What can we do to get out of this mess? The single act which would do most is to nationalise the banks, for that would immediately solve, as far as it can be solved, the problem of confidence both at home and abroad and free up credit.
Nationalisation would cost the taxpayer little if anything by way of compensation to shareholders, because every bank is, in truth, insolvent for they cannot trade without access to government money to maintain their liquidity. (The banks are giving the Treasury the toxic sub-prime debt in return for cash so, in practice, the taxpayer is subsidising them because the toxic debt has little or no value in the market).
Once nationalised, the banks should extend credit to business – especially small- and medium-size businesses – in a reasonably liberal way. This would keep employment up, thus reducing public spending on benefits and maintaining consumption by those in work.
But the banks should continue a cautious lending regime with private borrowers, who in the main will tend to hoard the money or use it to pay off debts, both of which will reduce the amount of money in circulation which is not what is wanted.
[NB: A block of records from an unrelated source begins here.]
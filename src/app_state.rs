use std::collections::HashMap;
use std::sync::{Arc, Mutex};
use std::time::Instant;

use tracing::info;

use crate::{chat::ChatSession, config::AppConfig, perk_client::ChatBackend};

/// Cada sesión tiene su propio mutex asíncrono: las mutaciones de una misma
/// sesión se serializan aunque crucen el `.await` de la Perk API.
pub type SharedSession = Arc<tokio::sync::Mutex<ChatSession>>;

pub struct SessionEntry {
    session: SharedSession,
    last_seen: Instant,
}

#[derive(Clone)]
pub struct AppState {
    pub config: AppConfig,
    pub backend: Arc<dyn ChatBackend>,
    pub sessions: Arc<Mutex<HashMap<String, SessionEntry>>>,
}

impl AppState {
    pub fn new(config: AppConfig, backend: Arc<dyn ChatBackend>) -> Self {
        Self {
            config,
            backend,
            sessions: Arc::new(Mutex::new(HashMap::new())),
        }
    }

    /// Crea una sesión nueva con la configuración de chat por defecto.
    /// Antes de insertar barre las sesiones inactivas y, si se alcanza
    /// `max_sessions`, descarta la usada hace más tiempo.
    pub fn create_session(&self) -> (String, SharedSession) {
        let session = ChatSession::new(self.config.chat.clone());
        let id = session.session_id().to_string();
        let shared = Arc::new(tokio::sync::Mutex::new(session));
        let now = Instant::now();

        let mut sessions = self.sessions.lock().unwrap();
        self.evict_idle(&mut sessions, now);

        while sessions.len() >= self.config.max_sessions {
            let Some(oldest) = sessions
                .iter()
                .min_by_key(|(_, entry)| entry.last_seen)
                .map(|(id, _)| id.clone())
            else {
                break;
            };
            sessions.remove(&oldest);
            info!("Límite de sesiones alcanzado; descartada la sesión {oldest}.");
        }

        sessions.insert(
            id.clone(),
            SessionEntry {
                session: shared.clone(),
                last_seen: now,
            },
        );
        (id, shared)
    }

    /// Busca una sesión y la marca como usada.
    pub fn session(&self, id: &str) -> Option<SharedSession> {
        let mut sessions = self.sessions.lock().unwrap();
        let entry = sessions.get_mut(id)?;
        entry.last_seen = Instant::now();
        Some(entry.session.clone())
    }

    pub fn remove_session(&self, id: &str) -> bool {
        self.sessions.lock().unwrap().remove(id).is_some()
    }

    pub fn session_count(&self) -> usize {
        self.sessions.lock().unwrap().len()
    }

    /// Elimina las sesiones sin uso desde hace más de `session_idle_timeout`
    /// respecto a `now`. Devuelve cuántas se eliminaron.
    pub fn evict_idle_sessions(&self, now: Instant) -> usize {
        let mut sessions = self.sessions.lock().unwrap();
        self.evict_idle(&mut sessions, now)
    }

    fn evict_idle(&self, sessions: &mut HashMap<String, SessionEntry>, now: Instant) -> usize {
        let idle = self.config.session_idle_timeout;
        let before = sessions.len();
        sessions.retain(|_, entry| now.saturating_duration_since(entry.last_seen) <= idle);
        let evicted = before - sessions.len();
        if evicted > 0 {
            info!("Eliminadas {evicted} sesión(es) inactivas.");
        }
        evicted
    }
}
The most efficient way to get public money into the economy would be to increase the incomes of the poorest because they will need to spend simply to achieve a reasonable or even a basic standard of living. That could be done by increasing working tax credits and pensioner credits and benefit payments for the unemployed.
For the longer term, the government should aim to remove the prime poison in the social system, the outlandish cost of housing.
In 1955 the average house cost (at 2008 prices) £36,000: today it is in excess of £160,000.
Today those on average earnings in most parts of country have no chance of buying a property because of prices which require multiples of income of six or more.
Until the price of housing comes within reach of the average earner sanity will not return.
Hence, the government should restrict mortgages to multiples of three times income with a minimum deposit of 10 per cent. That will cause a great deal of pain to those with mortgages, but it is a necessary step.
Eventually, the market will reach a point where first-time buyers return in numbers and the market generally unfreezes.
Unless that happens the housing market will remain moribund for it relies on first-time buyers to drive it.
Finally, to ease the pain of the housing price contraction and the inability of many to get on the housing ladder, the government should do as your leader suggested, and engage in a massive programme of social housing building.
Robert Henderson
Chalton Street
NW1
New hope
• GLAD to see you quoting Vince Cable’s plea for government to fund councils to build new social housing (Comment, January 8).
Hundreds of Camden’s families struggle with overcrowding for years, and thousands suffer in temporary accommodation, so government – and we – should do everything possible to get more housing.
Vince Cable is absolutely right, and government really must act fast, while there are still builders to pick up the challenge.
Camden has relatively few new sites, to be sure, but each new home is new hope for one of these families. We are therefore currently researching small sites for new housing, so building can get started when we have a way to fund it.
But sadly such pleas seem to fall on deaf ears.